- _Input_
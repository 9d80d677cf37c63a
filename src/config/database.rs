//! Database configuration

use secrecy::{ExposeSecret, Secret};
use serde::Deserialize;
use std::time::Duration;

use super::error::ValidationError;

/// Database configuration
///
/// An empty `url` selects the in-memory Entity Store.
#[derive(Debug, Clone, Deserialize)]
pub struct DatabaseConfig {
    /// PostgreSQL connection URL
    #[serde(default = "default_url")]
    pub url: Secret<String>,

    /// Minimum connections to maintain
    #[serde(default = "default_min_connections")]
    pub min_connections: u32,

    /// Maximum connections allowed
    #[serde(default = "default_max_connections")]
    pub max_connections: u32,

    /// Connection acquire timeout in seconds
    #[serde(default = "default_acquire_timeout")]
    pub acquire_timeout_secs: u64,

    /// Per-statement timeout in seconds; expiry surfaces as StoreUnavailable
    #[serde(default = "default_statement_timeout")]
    pub statement_timeout_secs: u64,

    /// Run migrations on startup
    #[serde(default)]
    pub run_migrations: bool,
}

impl DatabaseConfig {
    /// True when a PostgreSQL URL was supplied.
    pub fn is_configured(&self) -> bool {
        !self.url.expose_secret().trim().is_empty()
    }

    /// Get acquire timeout as Duration
    pub fn acquire_timeout(&self) -> Duration {
        Duration::from_secs(self.acquire_timeout_secs)
    }

    /// Get statement timeout as Duration
    pub fn statement_timeout(&self) -> Duration {
        Duration::from_secs(self.statement_timeout_secs)
    }

    /// Longest a single store call may take: waiting for a connection, then
    /// running the statement.
    pub fn worst_case_call_secs(&self) -> u64 {
        self.acquire_timeout_secs
            .saturating_add(self.statement_timeout_secs)
    }

    /// Validate database configuration
    pub fn validate(&self) -> Result<(), ValidationError> {
        if self.is_configured() {
            let url = self.url.expose_secret();
            if !url.starts_with("postgres://") && !url.starts_with("postgresql://") {
                return Err(ValidationError::InvalidDatabaseUrl);
            }
        }
        if self.min_connections > self.max_connections {
            return Err(ValidationError::InvalidPoolSize);
        }
        if self.max_connections > 100 {
            return Err(ValidationError::PoolSizeTooLarge);
        }
        if self.statement_timeout_secs == 0 || self.statement_timeout_secs > 300 {
            return Err(ValidationError::InvalidStatementTimeout);
        }
        Ok(())
    }
}

impl Default for DatabaseConfig {
    fn default() -> Self {
        Self {
            url: default_url(),
            min_connections: default_min_connections(),
            max_connections: default_max_connections(),
            acquire_timeout_secs: default_acquire_timeout(),
            statement_timeout_secs: default_statement_timeout(),
            run_migrations: false,
        }
    }
}

fn default_url() -> Secret<String> {
    Secret::new(String::new())
}

fn default_min_connections() -> u32 {
    5
}

fn default_max_connections() -> u32 {
    20
}

fn default_acquire_timeout() -> u64 {
    10
}

fn default_statement_timeout() -> u64 {
    10
}
//! Mission application reader port (read side / CQRS queries).
//!
//! Views are enriched with the mission title/theme and the applicant's name.
//! The enrichment is a join computed on every read; nothing is copied into
//! the application row, so renaming a mission is reflected immediately.

use async_trait::async_trait;
use serde::{Deserialize, Serialize};

use crate::domain::foundation::{
    ApprovalStatus, DomainError, MissionApplicationId, MissionId, Timestamp, UserId,
};

#[async_trait]
pub trait MissionApplicationReader: Send + Sync {
    /// All applications, ordered by id ascending.
    async fn list_views(&self) -> Result<Vec<MissionApplicationView>, DomainError>;
}

/// Read-only, display-oriented view of an application.
///
/// The display fields are `None` when the referenced row is missing.
#[derive(Debug, Clone, PartialEq, Eq, Serialize, Deserialize)]
pub struct MissionApplicationView {
    pub id: MissionApplicationId,
    pub mission_id: MissionId,
    pub user_id: UserId,
    pub applied_date: Timestamp,
    pub approval_status: ApprovalStatus,
    pub mission_title: Option<String>,
    pub mission_theme: Option<String>,
    pub user_name: Option<String>,
}
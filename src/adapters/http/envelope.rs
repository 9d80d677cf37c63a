//! Uniform response envelope and error mapping for every endpoint.
//!
//! Wire shape: `{ "data": <json|null>, "result": 1 | 2, "message": "" }`
//! where `1` is success and `2` is failure.

use axum::{
    extract::rejection::{JsonRejection, PathRejection},
    http::{header, HeaderValue, StatusCode},
    response::{IntoResponse, Response},
    Json,
};
use serde::{Serialize, Serializer};

use crate::domain::mission::MissionError;
use crate::domain::mission_application::ApplicationError;
use crate::domain::user::UserSkillError;

/// Seconds a client should wait before retrying a `StoreUnavailable` failure.
const RETRY_AFTER_SECS: &str = "5";

/// Outcome flag of an envelope.
#[derive(Debug, Clone, Copy, PartialEq, Eq)]
pub enum ResultCode {
    Success,
    Failure,
}

impl ResultCode {
    pub fn as_i32(&self) -> i32 {
        match self {
            ResultCode::Success => 1,
            ResultCode::Failure => 2,
        }
    }
}

impl Serialize for ResultCode {
    fn serialize<S: Serializer>(&self, serializer: S) -> Result<S::Ok, S::Error> {
        serializer.serialize_i32(self.as_i32())
    }
}

/// The response wrapper shared by all endpoints.
#[derive(Debug, Clone, Serialize)]
pub struct ApiEnvelope<T> {
    pub data: Option<T>,
    pub result: ResultCode,
    pub message: String,
}

impl<T: Serialize> ApiEnvelope<T> {
    pub fn success(data: T) -> Self {
        Self {
            data: Some(data),
            result: ResultCode::Success,
            message: String::new(),
        }
    }

    pub fn with_message(mut self, message: impl Into<String>) -> Self {
        self.message = message.into();
        self
    }
}

impl ApiEnvelope<()> {
    pub fn failure(message: impl Into<String>) -> Self {
        Self {
            data: None,
            result: ResultCode::Failure,
            message: message.into(),
        }
    }
}

/// 200 OK with a success envelope.
pub fn ok<T: Serialize>(data: T) -> Response {
    (StatusCode::OK, Json(ApiEnvelope::success(data))).into_response()
}

/// 201 Created with a success envelope.
pub fn created<T: Serialize>(data: T) -> Response {
    (StatusCode::CREATED, Json(ApiEnvelope::success(data))).into_response()
}

// ════════════════════════════════════════════════════════════════════════════
// Error handling
// ════════════════════════════════════════════════════════════════════════════

/// Failure responses. Each variant fixes the status code; the message
/// lands in the envelope.
#[derive(Debug, Clone, PartialEq, Eq)]
pub enum ApiError {
    BadRequest(String),
    NotFound(String),
    Conflict(String),
    Unavailable(String),
    Internal(String),
}

impl ApiError {
    pub fn status(&self) -> StatusCode {
        match self {
            ApiError::BadRequest(_) => StatusCode::BAD_REQUEST,
            ApiError::NotFound(_) => StatusCode::NOT_FOUND,
            ApiError::Conflict(_) => StatusCode::CONFLICT,
            ApiError::Unavailable(_) => StatusCode::SERVICE_UNAVAILABLE,
            ApiError::Internal(_) => StatusCode::INTERNAL_SERVER_ERROR,
        }
    }
}

impl IntoResponse for ApiError {
    fn into_response(self) -> Response {
        let status = self.status();
        let message = match self {
            ApiError::BadRequest(msg) | ApiError::NotFound(msg) | ApiError::Conflict(msg) => {
                tracing::debug!(status = status.as_u16(), "{}", msg);
                msg
            }
            ApiError::Unavailable(msg) => {
                tracing::warn!("Store unavailable: {}", msg);
                "The service is temporarily unavailable, please retry".to_string()
            }
            ApiError::Internal(msg) => {
                tracing::error!("Internal error: {}", msg);
                "An unexpected error occurred".to_string()
            }
        };

        let mut response = (status, Json(ApiEnvelope::failure(message))).into_response();
        if status == StatusCode::SERVICE_UNAVAILABLE {
            response
                .headers_mut()
                .insert(header::RETRY_AFTER, HeaderValue::from_static(RETRY_AFTER_SECS));
        }
        response
    }
}

impl From<JsonRejection> for ApiError {
    fn from(rejection: JsonRejection) -> Self {
        ApiError::BadRequest(rejection.body_text())
    }
}

impl From<PathRejection> for ApiError {
    fn from(rejection: PathRejection) -> Self {
        ApiError::BadRequest(rejection.body_text())
    }
}

impl From<MissionError> for ApiError {
    fn from(err: MissionError) -> Self {
        match err {
            MissionError::ValidationFailed { .. } | MissionError::InvalidArgument(_) => {
                ApiError::BadRequest(err.to_string())
            }
            MissionError::NotFound(_) => ApiError::NotFound(err.to_string()),
            MissionError::HasApplications { .. } => ApiError::Conflict(err.to_string()),
            MissionError::StoreUnavailable(msg) => ApiError::Unavailable(msg),
            MissionError::Infrastructure(msg) => ApiError::Internal(msg),
        }
    }
}

impl From<ApplicationError> for ApiError {
    fn from(err: ApplicationError) -> Self {
        match err {
            ApplicationError::InvalidArgument(_) => ApiError::BadRequest(err.to_string()),
            ApplicationError::NotFound(_)
            | ApplicationError::MissionNotFound(_)
            | ApplicationError::UserNotFound(_) => ApiError::NotFound(err.to_string()),
            ApplicationError::AlreadyApplied { .. } => ApiError::Conflict(err.to_string()),
            ApplicationError::StoreUnavailable(msg) => ApiError::Unavailable(msg),
            ApplicationError::Infrastructure(msg) => ApiError::Internal(msg),
        }
    }
}

impl From<UserSkillError> for ApiError {
    fn from(err: UserSkillError) -> Self {
        match err {
            UserSkillError::InvalidArgument(_) => ApiError::BadRequest(err.to_string()),
            UserSkillError::UserNotFound(_)
            | UserSkillError::SkillNotFound(_)
            | UserSkillError::AssociationNotFound { .. } => ApiError::NotFound(err.to_string()),
            UserSkillError::Duplicate { .. } => ApiError::Conflict(err.to_string()),
            UserSkillError::StoreUnavailable(msg) => ApiError::Unavailable(msg),
            UserSkillError::Infrastructure(msg) => ApiError::Internal(msg),
        }
    }
}

#[cfg(test)]
mod tests {
    use super::*;
    use crate::domain::foundation::{MissionApplicationId, MissionId};

    #[test]
    fn success_envelope_serializes_result_as_one() {
        let json = serde_json::to_value(ApiEnvelope::success("done")).unwrap();
        assert_eq!(
            json,
            serde_json::json!({ "data": "done", "result": 1, "message": "" })
        );
    }

    #[test]
    fn failure_envelope_has_null_data_and_result_two() {
        let json = serde_json::to_value(ApiEnvelope::failure("nope")).unwrap();
        assert_eq!(
            json,
            serde_json::json!({ "data": null, "result": 2, "message": "nope" })
        );
    }

    #[test]
    fn application_not_found_maps_to_404() {
        let err = ApiError::from(ApplicationError::NotFound(MissionApplicationId::from_raw(10)));
        assert_eq!(err.status(), StatusCode::NOT_FOUND);
    }

    #[test]
    fn invalid_argument_maps_to_400() {
        let err = ApiError::from(ApplicationError::InvalidArgument("id".to_string()));
        assert_eq!(err.into_response().status(), StatusCode::BAD_REQUEST);
    }

    #[test]
    fn referenced_mission_maps_to_409() {
        let err = ApiError::from(MissionError::HasApplications {
            mission_id: MissionId::from_raw(1),
            count: 2,
        });
        assert_eq!(err.status(), StatusCode::CONFLICT);
    }

    #[test]
    fn store_unavailable_maps_to_503_with_retry_after() {
        let response =
            ApiError::from(MissionError::StoreUnavailable("timeout".to_string())).into_response();
        assert_eq!(response.status(), StatusCode::SERVICE_UNAVAILABLE);
        assert_eq!(
            response.headers().get(header::RETRY_AFTER).unwrap(),
            RETRY_AFTER_SECS
        );
    }

    #[test]
    fn infrastructure_maps_to_500() {
        let err = ApiError::from(UserSkillError::Infrastructure("boom".to_string()));
        assert_eq!(err.status(), StatusCode::INTERNAL_SERVER_ERROR);
    }
}
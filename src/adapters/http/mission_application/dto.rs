//! HTTP DTOs for mission application endpoints.

use serde::{Deserialize, Serialize};

use crate::domain::mission_application::MissionApplication;
use crate::ports::MissionApplicationView;

/// Body of `ApplyMission`.
#[derive(Debug, Clone, Deserialize)]
#[serde(rename_all = "camelCase")]
pub struct ApplyMissionRequest {
    pub mission_id: i64,
    pub user_id: i64,
}

/// A row of `MissionApplicationList`.
///
/// `approvalStatus` is the persisted flag; `status` is its display label.
#[derive(Debug, Clone, Serialize)]
#[serde(rename_all = "camelCase")]
pub struct MissionApplicationViewResponse {
    pub id: i64,
    pub mission_application_id: i64,
    pub mission_id: i64,
    pub user_id: i64,
    pub applied_date: String,
    pub approval_status: bool,
    pub status: String,
    pub mission_title: Option<String>,
    pub mission_theme: Option<String>,
    pub user_name: Option<String>,
}

impl From<MissionApplicationView> for MissionApplicationViewResponse {
    fn from(view: MissionApplicationView) -> Self {
        Self {
            id: view.id.value(),
            mission_application_id: view.id.value(),
            mission_id: view.mission_id.value(),
            user_id: view.user_id.value(),
            applied_date: view.applied_date.to_rfc3339(),
            approval_status: view.approval_status.as_flag(),
            status: view.approval_status.to_string(),
            mission_title: view.mission_title,
            mission_theme: view.mission_theme,
            user_name: view.user_name,
        }
    }
}

/// A single application as returned by approve and apply.
#[derive(Debug, Clone, Serialize)]
#[serde(rename_all = "camelCase")]
pub struct MissionApplicationResponse {
    pub id: i64,
    pub mission_id: i64,
    pub user_id: i64,
    pub applied_date: String,
    pub approval_status: bool,
    pub status: String,
}

impl From<&MissionApplication> for MissionApplicationResponse {
    fn from(application: &MissionApplication) -> Self {
        let status = application.approval_status();
        Self {
            id: application.id().value(),
            mission_id: application.mission_id().value(),
            user_id: application.user_id().value(),
            applied_date: application.applied_date().to_rfc3339(),
            approval_status: status.as_flag(),
            status: status.to_string(),
        }
    }
}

- _Exercise brief_
Copy every line in the data above that has the string "DatabaseConfig" in it.

- _Response to the task_
pub struct DatabaseConfig {
impl DatabaseConfig {
impl Default for DatabaseConfig {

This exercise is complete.